Thunderbolt and Rootstock
Rob Howard / 27.03.2019
Both Thunderbolt AR and Rootstock Racing finished this morning, the Australians taking 6th place and the Americans 7th, both remarkable results in their different ways.
Thunderbolt made a huge navigational error at the end of the first trek, putting them right towards the back of the race but managed to work back up the field. “Then we made another mistake to mess it up again,” said Angus Rodwell. “We were trying to follow the path on the trek heading towards the temple checkpoint but in the dark there really wasn’t much of a path to follow so we turned back. We found some hay bundles covered in a tarp and slept on the hay with the tarp over us. In the daylight we found we’d been on the right track ... there just wasn’t much of a track!”
Rootstock may have passed them here but as Josh Street said “The sleep helped us push through to the finish.” Mark Lattanzi of Rootstock said, “We were clambering up the canyon wondering if this was right and decided to push on, while Thunderbolt turned back.”
He added, “No one said there was canyoning on the route, it was just a trek route to follow, but that section would be described as canyoning anywhere else. It was also a dry canyon and we’d thought we could pick up water but there was none and we were in trouble, we just had to carry on. There was nothing up on the ridge, then we saw a red flag at the trail side and it marked a sink hole with fresh water which saved us.”
“We slept before the canyon at a farm house and it was such a special experience. The family welcomed us, put us in room they keep for guests and put down mattresses. They bought water and bowls and wanted to wash our feet, I think as a ritual to honour guests, but we tried to explain it would be too painful. They wanted to feed us too but we said we just needed a few hours sleep. We were strangers and they couldn’t do enough for us.”
Rootstock stayed ahead of Thunderbolt on the trek, taking a route through the valleys and villages and Brent Freeland said “that was without doubt the best trek I’ve ever done”.
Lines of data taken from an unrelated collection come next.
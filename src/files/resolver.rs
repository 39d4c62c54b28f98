//! Allow-list checked file serving with `{time}` template expansion.

use std::path::PathBuf;

use anyhow::Context;

use crate::config::StaticFilesConfig;
use crate::http::mime;
use crate::http::response::{ResponseBuilder, StatusCode};
use crate::http::writer::ResponseSink;

/// Placeholder replaced with the current local time in templated files.
const TIME_PLACEHOLDER: &str = "{time}";

/// Serves allow-listed request paths from a root directory.
pub struct StaticFiles {
    root: PathBuf,
    allow_list: Vec<String>,
    templated: Vec<String>,
}

impl StaticFiles {
    pub fn new(cfg: &StaticFilesConfig) -> Self {
        Self {
            root: cfg.root.clone(),
            allow_list: cfg.allow_list.clone(),
            templated: cfg.templated.clone(),
        }
    }

    /// Serve `path` into `sink` if it is allow-listed.
    ///
    /// Returns `Ok(false)` when the path is not in the allow-list - the
    /// caller decides what a miss looks like. A failed read of a listed
    /// file is an error: the file was promised by configuration.
    pub async fn serve(&self, path: &str, sink: &mut ResponseSink) -> anyhow::Result<bool> {
        if !self.allow_list.iter().any(|allowed| allowed == path) {
            return Ok(false);
        }

        let file_path = self.root.join(path.trim_start_matches('/'));

        let mut content = tokio::fs::read(&file_path)
            .await
            .with_context(|| format!("reading static file {}", file_path.display()))?;

        if self.templated.iter().any(|templated| templated == path) {
            content = expand_time(&content).into_bytes();
        }

        tracing::debug!(path = %path, bytes = content.len(), "Serving static file");

        let response = ResponseBuilder::new(StatusCode::Ok)
            .header("Content-Type", mime::content_type_for(path))
            .body(content)
            .build();

        sink.write_response(&response);
        Ok(true)
    }
}

/// Replace every `{time}` in `content` with the current local timestamp.
fn expand_time(content: &[u8]) -> String {
    let now = chrono::Local::now().naive_local();
    String::from_utf8_lossy(content).replace(TIME_PLACEHOLDER, &now.to_string())
}

#[cfg(test)]
mod tests {
    use super::*;

    #[test]
    fn expand_time_replaces_placeholder() {
        let expanded = expand_time(b"<p>It is {time} now</p>");

        assert!(!expanded.contains("{time}"));
        assert!(expanded.starts_with("<p>It is "));
        assert!(expanded.ends_with(" now</p>"));
    }
}
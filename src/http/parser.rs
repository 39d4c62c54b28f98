//! Raw-socket HTTP request parsing.
//!
//! The parser performs a single bounded read into a fixed look-ahead buffer,
//! delimits the request line and header block inside that window with
//! [`scan::find`], and only ever goes back to the stream for body bytes that
//! did not fit the initial read. Requests whose request line or header block
//! exceed the window are rejected; the buffer is never grown.

use std::fmt;

use tokio::io::{AsyncRead, AsyncReadExt};

use crate::http::request::{self, Method, Request};
use crate::http::scan;

/// Size of the look-ahead buffer. Request line and headers must fit.
const BUFFER_LIMIT: usize = 4096;

const REQUEST_LINE_DELIMITER: &[u8] = b"\r\n";
const HEADERS_DELIMITER: &[u8] = b"\r\n\r\n";

#[derive(Debug)]
pub enum ParseError {
    /// The stream was at EOF before any request byte arrived.
    EmptyRequest,
    /// No `\r\n` inside the look-ahead window.
    RequestLineTooLong,
    /// The request line did not split into exactly three tokens.
    MalformedRequestLine,
    /// The method is not in the allow-list.
    UnsupportedMethod,
    /// The request target does not start with `/`.
    InvalidPath,
    /// No `\r\n\r\n` inside the look-ahead window.
    HeadersTooLong,
    /// `Content-Length` was present but not a non-negative integer.
    MalformedContentLength,
    /// The underlying stream failed while reading.
    Io(std::io::Error),
}

impl fmt::Display for ParseError {
    fn fmt(&self, f: &mut fmt::Formatter<'_>) -> fmt::Result {
        match self {
            ParseError::EmptyRequest => write!(f, "empty request"),
            ParseError::RequestLineTooLong => {
                write!(f, "request line exceeds {} byte window", BUFFER_LIMIT)
            }
            ParseError::MalformedRequestLine => write!(f, "malformed request line"),
            ParseError::UnsupportedMethod => write!(f, "unsupported method"),
            ParseError::InvalidPath => write!(f, "invalid request path"),
            ParseError::HeadersTooLong => {
                write!(f, "headers exceed {} byte window", BUFFER_LIMIT)
            }
            ParseError::MalformedContentLength => write!(f, "malformed Content-Length"),
            ParseError::Io(e) => write!(f, "i/o error while reading request: {}", e),
        }
    }
}

impl std::error::Error for ParseError {
    fn source(&self) -> Option<&(dyn std::error::Error + 'static)> {
        match self {
            ParseError::Io(e) => Some(e),
            _ => None,
        }
    }
}

impl From<std::io::Error> for ParseError {
    fn from(e: std::io::Error) -> Self {
        ParseError::Io(e)
    }
}

/// Parse one request off `stream`.
///
/// Reads at most once into the look-ahead buffer for the request line and
/// headers; body bytes beyond the buffered window are read exactly to the
/// announced `Content-Length`.
pub async fn parse<S>(stream: &mut S) -> Result<Request, ParseError>
where
    S: AsyncRead + Unpin,
{
    let mut buffer = [0u8; BUFFER_LIMIT];
    let available = stream.read(&mut buffer).await?;

    if available == 0 {
        return Err(ParseError::EmptyRequest);
    }

    let request_line_end = scan::find(&buffer, REQUEST_LINE_DELIMITER, 0, available)
        .ok_or(ParseError::RequestLineTooLong)?;

    let request_line = String::from_utf8_lossy(&buffer[..request_line_end]);
    let mut tokens = request_line.split(' ');

    let (method, target) = match (tokens.next(), tokens.next(), tokens.next(), tokens.next()) {
        (Some(method), Some(target), Some(_version), None) => (method, target),
        _ => return Err(ParseError::MalformedRequestLine),
    };

    let method = Method::from_str(method).ok_or(ParseError::UnsupportedMethod)?;

    if !target.starts_with('/') {
        return Err(ParseError::InvalidPath);
    }

    // root redirect to index.html
    let target = if target == "/" { "/index.html" } else { target };

    let headers_start = request_line_end + REQUEST_LINE_DELIMITER.len();
    let headers_end = scan::find(&buffer, HEADERS_DELIMITER, headers_start, available)
        .ok_or(ParseError::HeadersTooLong)?;

    let headers: Vec<String> = String::from_utf8_lossy(&buffer[headers_start..headers_end])
        .split("\r\n")
        .map(str::to_string)
        .collect();

    // GET never carries a body; everything else needs Content-Length to get one
    let mut body = None;
    if method != Method::GET {
        if let Some(value) = request::extract_header(&headers, "Content-Length") {
            let length: usize = value
                .parse()
                .map_err(|_| ParseError::MalformedContentLength)?;

            // the delimiter match guarantees body_start <= available
            let body_start = headers_end + HEADERS_DELIMITER.len();
            body = Some(read_body(stream, &buffer[body_start..available], length).await?);
        }
    }

    Ok(Request::new(method, target, headers, body))
}

/// Assemble exactly `length` body bytes: whatever the look-ahead read already
/// buffered past the header block, then the rest straight off the stream.
async fn read_body<S>(
    stream: &mut S,
    buffered: &[u8],
    length: usize,
) -> Result<Vec<u8>, ParseError>
where
    S: AsyncRead + Unpin,
{
    let mut body = Vec::with_capacity(length);
    body.extend_from_slice(&buffered[..buffered.len().min(length)]);

    if body.len() < length {
        let mut rest = vec![0u8; length - body.len()];
        stream.read_exact(&mut rest).await?;
        body.extend_from_slice(&rest);
    }

    Ok(body)
}
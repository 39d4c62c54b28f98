//! Static-file fallback.
//!
//! Paths with no registered handler are resolved against a configured
//! allow-list and served from the static root. The allow-list is the only
//! gate: the parser hands paths through verbatim, so anything not listed -
//! including traversal attempts - is declined here.

pub mod resolver;

pub use resolver::StaticFiles;
use std::sync::Arc;

use tokio::io::{AsyncRead, AsyncWrite, AsyncWriteExt};

use crate::files::StaticFiles;
use crate::http::parser::{self, ParseError};
use crate::http::response::Response;
use crate::http::writer::ResponseSink;
use crate::routing::HandlerRegistry;

/// Handles one accepted connection: parse, dispatch, respond, close.
///
/// Generic over the stream so tests can drive it with in-memory duplex
/// pipes instead of real sockets.
pub struct Connection<S> {
    stream: S,
    registry: Arc<HandlerRegistry>,
    statics: Arc<StaticFiles>,
}

impl<S> Connection<S>
where
    S: AsyncRead + AsyncWrite + Unpin,
{
    pub fn new(stream: S, registry: Arc<HandlerRegistry>, statics: Arc<StaticFiles>) -> Self {
        Self {
            stream,
            registry,
            statics,
        }
    }

    /// Run the single request/response exchange this connection gets.
    ///
    /// Malformed requests answer with the uniform not-found response; only
    /// I/O failures bubble up to the caller. Either way the connection is
    /// done when this returns.
    pub async fn run(&mut self) -> anyhow::Result<()> {
        let request = match parser::parse(&mut self.stream).await {
            Ok(request) => request,
            Err(ParseError::Io(e)) => {
                return Err(anyhow::Error::new(e).context("reading request"));
            }
            Err(e) => {
                tracing::debug!(error = %e, "Rejecting unparseable request");
                return self.reject().await;
            }
        };

        tracing::info!(method = %request.method, path = %request.path, "Request");

        let mut sink = ResponseSink::new();

        if let Some(handler) = self.registry.lookup(request.method, &request.path) {
            handler(&request, &mut sink);
        } else if !self.statics.serve(&request.path, &mut sink).await? {
            tracing::debug!(path = %request.path, "No handler and not allow-listed");
            return self.reject().await;
        }

        self.finish(sink).await
    }

    /// The uniform answer for everything that cannot be served.
    async fn reject(&mut self) -> anyhow::Result<()> {
        let mut sink = ResponseSink::new();
        sink.write_response(&Response::not_found());
        self.finish(sink).await
    }

    async fn finish(&mut self, mut sink: ResponseSink) -> anyhow::Result<()> {
        sink.flush_to(&mut self.stream).await?;
        self.stream.shutdown().await?;
        Ok(())
    }
}
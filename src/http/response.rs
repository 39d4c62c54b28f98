use std::collections::HashMap;

/// HTTP status codes the server emits.
///
/// The dispatch engine only ever answers with:
/// - `Ok` (200): handler or static file response
/// - `NotFound` (404): parse failures and unknown / non-allow-listed paths
#[derive(Debug, Clone, Copy, PartialEq, Eq)]
pub enum StatusCode {
    /// 200 OK
    Ok,
    /// 404 Not Found
    NotFound,
}

impl StatusCode {
    /// Returns the numeric HTTP status code.
    ///
    /// # Example
    ///
    /// ```
    /// # use hearth::http::response::StatusCode;
    /// assert_eq!(StatusCode::Ok.as_u16(), 200);
    /// assert_eq!(StatusCode::NotFound.as_u16(), 404);
    /// ```
    pub fn as_u16(&self) -> u16 {
        match self {
            StatusCode::Ok => 200,
            StatusCode::NotFound => 404,
        }
    }

    /// Returns the standard HTTP reason phrase for this status code.
    pub fn reason_phrase(&self) -> &'static str {
        match self {
            StatusCode::Ok => "OK",
            StatusCode::NotFound => "Not Found",
        }
    }
}

/// Represents a complete HTTP response ready to be sent to a client.
#[derive(Debug)]
pub struct Response {
    /// The HTTP status code
    pub status: StatusCode,
    /// HTTP headers as key-value pairs
    pub headers: HashMap<String, String>,
    /// Response body as bytes
    pub body: Vec<u8>,
}

/// Builder for constructing HTTP responses in a fluent style.
///
/// # Example
///
/// ```
/// # use hearth::http::response::{ResponseBuilder, StatusCode};
/// let response = ResponseBuilder::new(StatusCode::Ok)
///     .header("Content-Type", "text/plain")
///     .body(b"hello".to_vec())
///     .build();
/// ```
pub struct ResponseBuilder {
    status: StatusCode,
    headers: HashMap<String, String>,
    body: Vec<u8>,
}

impl ResponseBuilder {
    /// Creates a new response builder with the specified status code.
    pub fn new(status: StatusCode) -> Self {
        Self {
            status,
            headers: HashMap::new(),
            body: Vec::new(),
        }
    }

    /// Adds or replaces a header.
    pub fn header(mut self, key: impl Into<String>, value: impl Into<String>) -> Self {
        self.headers.insert(key.into(), value.into());
        self
    }

    /// Sets the response body.
    pub fn body(mut self, body: Vec<u8>) -> Self {
        self.body = body;
        self
    }

    /// Builds the final Response.
    ///
    /// Fills in `Content-Length` from the body size and `Connection: close`
    /// unless the caller set them explicitly; every response this server
    /// sends closes the connection.
    pub fn build(mut self) -> Response {
        self.headers
            .entry("Content-Length".to_string())
            .or_insert_with(|| self.body.len().to_string());

        self.headers
            .entry("Connection".to_string())
            .or_insert_with(|| "close".to_string());

        Response {
            status: self.status,
            headers: self.headers,
            body: self.body,
        }
    }
}

impl Response {
    /// Creates a simple 200 OK response with the given body.
    pub fn ok(body: impl Into<Vec<u8>>) -> Self {
        ResponseBuilder::new(StatusCode::Ok)
            .body(body.into())
            .build()
    }

    /// The uniform not-found response: empty body, `Content-Length: 0`.
    ///
    /// Parse failures and misses against both the registry and the static
    /// allow-list all answer with this exact response.
    pub fn not_found() -> Self {
        ResponseBuilder::new(StatusCode::NotFound).build()
    }
}
use hearth::http::request::{Method, Request};

#[test]
fn test_request_header_retrieval() {
    let req = Request::new(
        Method::GET,
        "/",
        vec![
            "Host: example.com".to_string(),
            "Content-Type: application/json".to_string(),
        ],
        None,
    );

    assert_eq!(req.header("Host"), Some("example.com"));
    assert_eq!(req.header("Content-Type"), Some("application/json"));
    assert_eq!(req.header("Missing"), None);
}

#[test]
fn test_request_header_match_is_case_sensitive_prefix() {
    let req = Request::new(
        Method::POST,
        "/api",
        vec!["content-length: 5".to_string(), "Content-Length: 7".to_string()],
        None,
    );

    // Lowercase line does not match; the first line with the exact prefix wins
    assert_eq!(req.header("Content-Length"), Some("7"));
}

#[test]
fn test_request_header_value_is_trimmed() {
    let req = Request::new(
        Method::GET,
        "/",
        vec!["Host:    spaced.example   ".to_string()],
        None,
    );

    assert_eq!(req.header("Host"), Some("spaced.example"));
}

#[test]
fn test_request_query_is_stripped_from_path() {
    let req = Request::new(Method::GET, "/search?q=rust", vec![], None);

    assert_eq!(req.path, "/search");
    assert_eq!(req.query_param("q"), Some("rust"));
}

#[test]
fn test_request_repeated_query_params_keep_order() {
    let req = Request::new(Method::GET, "/list?tag=a&tag=b&tag=c", vec![], None);

    assert_eq!(
        req.query_params("tag"),
        Some(&["a".to_string(), "b".to_string(), "c".to_string()][..])
    );
    assert_eq!(req.query_param("tag"), Some("a"));
}

#[test]
fn test_request_query_values_are_percent_decoded() {
    let req = Request::new(Method::GET, "/search?q=hello%20world&msg=a%2Bb", vec![], None);

    assert_eq!(req.query_param("q"), Some("hello world"));
    assert_eq!(req.query_param("msg"), Some("a+b"));
}

#[test]
fn test_request_trailing_question_mark_means_no_query() {
    let req = Request::new(Method::GET, "/page?", vec![], None);

    assert_eq!(req.path, "/page");
    assert!(req.query.is_empty());
}

#[test]
fn test_request_without_query() {
    let req = Request::new(Method::GET, "/plain", vec![], None);

    assert_eq!(req.path, "/plain");
    assert!(req.query.is_empty());
    assert_eq!(req.query_param("anything"), None);
}

#[test]
fn test_request_route_key() {
    let req = Request::new(Method::POST, "/echo?debug=1", vec![], Some(b"hi".to_vec()));

    assert_eq!(req.route_key(), (Method::POST, "/echo"));
}

#[test]
fn test_method_from_string() {
    assert_eq!(Method::from_str("GET"), Some(Method::GET));
    assert_eq!(Method::from_str("POST"), Some(Method::POST));
    assert_eq!(Method::from_str("PUT"), None);
    assert_eq!(Method::from_str("get"), None); // Case-sensitive
}

#[test]
fn test_method_display_matches_wire_form() {
    assert_eq!(Method::GET.to_string(), "GET");
    assert_eq!(Method::POST.to_string(), "POST");
}
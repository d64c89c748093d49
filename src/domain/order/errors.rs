use crate::api::ApiError;
use crate::domain::ids::{BusinessId, OrderId};

// ============================================================================
// Checkout Errors
// ============================================================================

#[derive(Debug, thiserror::Error)]
pub enum CheckoutError {
    #[error("Your cart is empty")]
    EmptyCart,

    #[error("Select the business you are ordering for first")]
    NoBusinessSelected,

    #[error("All items in an order must come from the same supplier ({} found)", .suppliers.len())]
    MixedSuppliers { suppliers: Vec<BusinessId> },

    #[error("Order was not created: {}", .0.user_message())]
    OrderRejected(#[source] ApiError),

    #[error("Order {order_id} was created but payment could not be started: {}", .source.user_message())]
    PaymentFailed {
        order_id: OrderId,
        #[source]
        source: ApiError,
    },
}

impl CheckoutError {
    /// Failed before any request left the client
    pub fn is_validation(&self) -> bool {
        matches!(
            self,
            CheckoutError::EmptyCart | CheckoutError::NoBusinessSelected | CheckoutError::MixedSuppliers { .. }
        )
    }
}
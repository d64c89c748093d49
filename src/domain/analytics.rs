use rust_decimal::Decimal;
use serde::{Deserialize, Serialize};

// ============================================================================
// Analytics
// ============================================================================
//
// Chart data arrives pre-aggregated; the client only fetches and tabulates.
//
// ============================================================================

#[derive(Debug, Clone, Copy, PartialEq, Eq, Serialize, Deserialize, clap::ValueEnum)]
#[serde(rename_all = "lowercase")]
pub enum AnalyticsKind {
    Sales,
    Inventory,
    Restaurant,
}

impl AnalyticsKind {
    pub fn path_segment(&self) -> &'static str {
        match self {
            AnalyticsKind::Sales => "sales",
            AnalyticsKind::Inventory => "inventory",
            AnalyticsKind::Restaurant => "restaurant",
        }
    }
}

#[derive(Debug, Clone, Copy, PartialEq, Eq, Serialize, Deserialize, clap::ValueEnum)]
#[serde(rename_all = "lowercase")]
pub enum TimeUnit {
    Day,
    Week,
    Month,
    Year,
}

impl TimeUnit {
    pub fn as_str(&self) -> &'static str {
        match self {
            TimeUnit::Day => "day",
            TimeUnit::Week => "week",
            TimeUnit::Month => "month",
            TimeUnit::Year => "year",
        }
    }
}

#[derive(Debug, Clone, PartialEq, Serialize, Deserialize)]
pub struct Dataset {
    pub label: String,
    #[serde(default)]
    pub data: Vec<Decimal>,
}

#[derive(Debug, Clone, PartialEq, Default, Serialize, Deserialize)]
pub struct ChartData {
    #[serde(default)]
    pub labels: Vec<String>,
    #[serde(default)]
    pub datasets: Vec<Dataset>,
}

impl ChartData {
    /// Sum of each dataset, in dataset order
    pub fn totals(&self) -> Vec<(&str, Decimal)> {
        self.datasets
            .iter()
            .map(|dataset| (dataset.label.as_str(), dataset.data.iter().sum()))
            .collect()
    }

    /// Rows of `(label, value per dataset)`; missing points read as zero
    pub fn rows(&self) -> Vec<(&str, Vec<Decimal>)> {
        self.labels
            .iter()
            .enumerate()
            .map(|(index, label)| {
                let values = self
                    .datasets
                    .iter()
                    .map(|dataset| dataset.data.get(index).copied().unwrap_or(Decimal::ZERO))
                    .collect();
                (label.as_str(), values)
            })
            .collect()
    }
}
// ============================================================================
// Marketplace Client
// ============================================================================
//
// Client core for a multi-sided commerce marketplace:
// - Cart kept in a session store (one line per variant)
// - Single-supplier checkout with a payment intent per order
// - Order history, status badges and re-fetch tracking
// - Wallet, catalog and analytics reads
// - Read retry policy for transient backend failures
//
// ============================================================================

pub mod api;
pub mod cli;
pub mod config;
pub mod domain;
pub mod metrics;
pub mod state;
pub mod utils;
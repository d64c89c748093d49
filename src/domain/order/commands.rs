use serde::{Deserialize, Serialize};

use super::errors::CheckoutError;
use super::value_objects::OrderStatus;
use crate::domain::cart::{distinct_suppliers, CartItem};
use crate::domain::ids::{BusinessId, VariantId};

// ============================================================================
// Order Requests - Represent user intent sent to the backend
// ============================================================================

#[derive(Debug, Clone, Copy, PartialEq, Eq, Serialize, Deserialize)]
#[serde(rename_all = "SCREAMING_SNAKE_CASE")]
pub enum OrderType {
    Sale,
}

#[derive(Serialize, Deserialize, Clone, Debug, PartialEq)]
#[serde(rename_all = "camelCase")]
pub struct OrderLineRequest {
    pub variant_id: VariantId,
    pub quantity: u32,
}

/// Body of `POST /orders`
#[derive(Serialize, Deserialize, Clone, Debug, PartialEq)]
#[serde(rename_all = "camelCase")]
pub struct CreateOrderPayload {
    #[serde(rename = "type")]
    pub order_type: OrderType,
    pub business_id: BusinessId,
    pub supplier_business_id: BusinessId,
    #[serde(default, skip_serializing_if = "Option::is_none")]
    pub notes: Option<String>,
    pub lines: Vec<OrderLineRequest>,
}

/// Body of `PATCH /orders/:id/status`
#[derive(Serialize, Deserialize, Clone, Debug, PartialEq)]
#[serde(rename_all = "camelCase")]
pub struct StatusUpdate {
    pub status: OrderStatus,
    #[serde(default, skip_serializing_if = "Option::is_none")]
    pub reason: Option<String>,
}

impl StatusUpdate {
    pub fn cancel(reason: Option<String>) -> Self {
        Self {
            status: OrderStatus::Cancelled,
            reason,
        }
    }
}

/// Build the sale payload for a single-supplier cart
///
/// Blank notes are dropped. Nothing here touches the network, so a rejected
/// cart never produces a request.
pub fn build_order_payload(
    items: &[CartItem],
    business_id: &BusinessId,
    notes: Option<&str>,
) -> Result<CreateOrderPayload, CheckoutError> {
    let first = items.first().ok_or(CheckoutError::EmptyCart)?;

    let suppliers = distinct_suppliers(items);
    if suppliers.len() > 1 {
        return Err(CheckoutError::MixedSuppliers { suppliers });
    }

    Ok(CreateOrderPayload {
        order_type: OrderType::Sale,
        business_id: business_id.clone(),
        supplier_business_id: first.supplier_business_id.clone(),
        notes: notes
            .map(str::trim)
            .filter(|notes| !notes.is_empty())
            .map(str::to_string),
        lines: items
            .iter()
            .map(|item| OrderLineRequest {
                variant_id: item.variant_id.clone(),
                quantity: item.quantity,
            })
            .collect(),
    })
}
use rust_decimal::Decimal;

use crate::domain::ids::VariantId;

// ============================================================================
// Cart Errors
// ============================================================================

#[derive(Debug, thiserror::Error, PartialEq)]
pub enum CartError {
    #[error("Quantity must be at least 1, got {0}")]
    InvalidQuantity(u32),

    #[error("Price cannot be negative: {0}")]
    NegativePrice(Decimal),

    #[error("Variant {0} is not in the cart")]
    ItemNotFound(VariantId),

    #[error("Cart total is too large")]
    TotalOverflow,
}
Thunderbolt had a more unpleasant encounter on their trek when Hugh Stodart was bitten on the calf by a dog. “Two big farm dogs blocked the trail,” he told me, “and they looked pretty aggressive so I stopped. Then another came up quietly behind me and bit me. It was pretty fierce and I had to back away using my trekking poles. Luckily it’s not too bad and I’ve had my shots so it should be OK.”
They subsequently passed Rootstock on the ride to the finish and Mark Lattanzi said, “That ride was ... “ Before he could the find the word Freedland jumped in with; “a disaster!” Despite a difficult time on the ride on their 3rd night on the course the team made it to the finish and that they did so at all was remarkable achievement given Brent Freedland had a diagnosis of asthma just 3 months ago.
“I’d been coughing for months and then have had bad reactions to the medication, “he told me, “so it’s not really being treated right now and I’ve just had an inhaler with me to use every 4 hours. I hoped to be OK but the first ride through the traffic in Manali didn’t help and in those early stages we were the last international team. At the start of the first trek I was gasping and wondered if I could do it. It was a very low point.
“The altitude and the dust didn’t help and by the end of that trek I was in a bad way and had something of a personal crisis, unlike anything in my experience before. I think it was a good thing for the team and for me, and we moved on with the team supporting me.”
Mark Lattanzi interjected, “You carried my pack too when I was ill and weak for a while as well, so we all supported each other.” That about says it all really.